Stop for a moment amidst the rush; close your eyes, if you like. Imagine that moment you started something hard and were immediately dissuaded. What were you staring down? The door of a plane, a car, a home, a hospital, a church? A pile of paperwork? Another person’s face? Your own reflection?
For her, it was the path to the summit of Chirripó, in the darkness of the wee hours. She had prepared so carefully—for days, weeks. At the end of all that, she had walked only 500 meters. She found that this was quite enough.
She decided to turn back.
Then something drew her on.
Maybe it was the mountain, which left her devastated and sick after that first trip but, in the end, would strengthen her legs and lungs. Why? Because she returned once more. Twice more. More than one hundred times. Once she became a certified guide—the mountain’s first woman guide, to be exact—it would become her workplace. She would take countless others up the path that had once seemed insurmountable. She would feed them their snacks, counsel them through their pain.

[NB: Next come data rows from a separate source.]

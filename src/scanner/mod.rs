//! スキャナ本体
//!
//! 状態遷移（`ScannerState`）にカメラセッション・デコーダ・画像読み込みの副作用を結び付ける。
//! カメラはこの構造体だけが所有し、モード切替・閉じる・成功・破棄のどの経路でも解放される。

mod folder;

pub use folder::{scan_folder, scan_images, FolderEntry, ImageInfo};

use crate::clipboard::Clipboard;
use crate::error::{QrScanError, Result};
use crate::upload;
use qr_scan_common::{
    validate_image_type, CameraBackend, CameraPhase, CameraRequest, CameraSession,
    DecodedResult, Decoder, ModeChange, ScanMode, ScannerState,
};
use std::path::Path;
use tracing::{info, warn};

pub struct Scanner<B: CameraBackend> {
    state: ScannerState,
    camera: CameraSession<B::Stream>,
    backend: B,
    decoder: Decoder,
    request: CameraRequest,
}

impl<B: CameraBackend> Scanner<B> {
    pub fn new(backend: B, decoder: Decoder, request: CameraRequest) -> Self {
        Self {
            state: ScannerState::new(),
            camera: CameraSession::new(),
            backend,
            decoder,
            request,
        }
    }

    pub fn state(&self) -> &ScannerState {
        &self.state
    }

    pub fn mode(&self) -> ScanMode {
        self.state.mode()
    }

    pub fn camera_phase(&self) -> CameraPhase {
        self.camera.phase()
    }

    pub fn result(&self) -> Option<&DecodedResult> {
        self.state.result()
    }

    /// モード切替（表示を消去し、カメラが動いていれば解放）
    pub fn set_mode(&mut self, mode: ScanMode) -> ModeChange {
        let change = self.state.set_mode(mode);
        if change.release_camera {
            self.camera.stop();
        }
        change
    }

    /// 待機モードに戻す
    pub fn reset(&mut self) -> ModeChange {
        self.set_mode(ScanMode::Idle)
    }

    /// カメラを起動
    ///
    /// # Returns
    /// 起動できた場合 `true`。拒否・失敗時はエラーを表示状態に設定して `false`
    pub async fn start_camera(&mut self) -> bool {
        self.set_mode(ScanMode::Camera);
        self.camera.begin_request();
        self.state.camera_requested();

        match self.backend.open(&self.request).await {
            Ok(stream) => {
                if self.camera.attach(stream) {
                    self.state.camera_started();
                    true
                } else {
                    false
                }
            }
            Err(e) => {
                warn!("カメラ起動失敗: {}", e);
                self.camera.fail();
                self.state.camera_failed(e);
                false
            }
        }
    }

    /// 現在のフレームを撮影してデコード
    ///
    /// 成功したらカメラを停止する。見つからない場合はカメラを起動したまま再試行できる。
    pub async fn capture(&mut self) -> bool {
        let Some(ticket) = self.state.begin_decode() else {
            return false;
        };

        let outcome = match self.camera.grab_frame() {
            Ok(Some(frame)) => Ok(self.decoder.decode(&frame).await),
            Ok(None) => Ok(None),
            Err(e) => Err(e),
        };
        let found = matches!(outcome, Ok(Some(_)));

        if self.state.finish_decode(ticket, outcome) && found {
            self.camera.stop();
            self.state.camera_stopped();
            info!("カメラからQRコードを検出");
        }
        found
    }

    /// カメラを閉じて待機モードへ
    pub fn close_camera(&mut self) {
        self.reset();
    }

    /// 画像ファイルをスキャン（アップロードモード）
    pub async fn upload(&mut self, path: &Path) -> bool {
        self.set_mode(ScanMode::Upload);

        if let Err(e) = validate_image_type(&upload::declared_mime(path)) {
            warn!("{}: {}", path.display(), e);
            self.state.reject(e);
            return false;
        }

        let Some(ticket) = self.state.begin_decode() else {
            return false;
        };

        let outcome = match upload::load_image(path).await {
            Ok(loaded) => {
                self.state.set_preview(loaded.preview);
                Ok(self.decoder.decode(&loaded.pixels).await)
            }
            Err(e) => Err(e),
        };
        let found = matches!(outcome, Ok(Some(_)));
        self.state.finish_decode(ticket, outcome);
        found
    }

    pub fn dismiss_error(&mut self) {
        self.state.dismiss_error();
    }

    /// 生テキストをクリップボードへ
    pub fn copy_result(&self, clipboard: &dyn Clipboard) -> Result<()> {
        let result = self
            .state
            .result()
            .ok_or_else(|| QrScanError::Clipboard("コピーする結果がありません".into()))?;
        clipboard.write_text(&result.raw)
    }
}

Each time, she passes a sign at the park entrance that quotes Jorge Luis Borges: “From my weakness, I got a strength that never left me.” Isn’t that the way? From buckling knees, a quavering voice, the pit of the stomach that suddenly seems endless, something arises that makes no sense. Maybe it is the mountain, whatever your mountain is, that draws it out. Silent, in the dark, it asks a question we think we cannot answer, and knocks the air right out of us. But from that free-fall void just before we give way—that place where we gasp for air as thin and rare as it is on a country’s tallest peak—something emerges, in spite of us. An answer that we’ll one day understand.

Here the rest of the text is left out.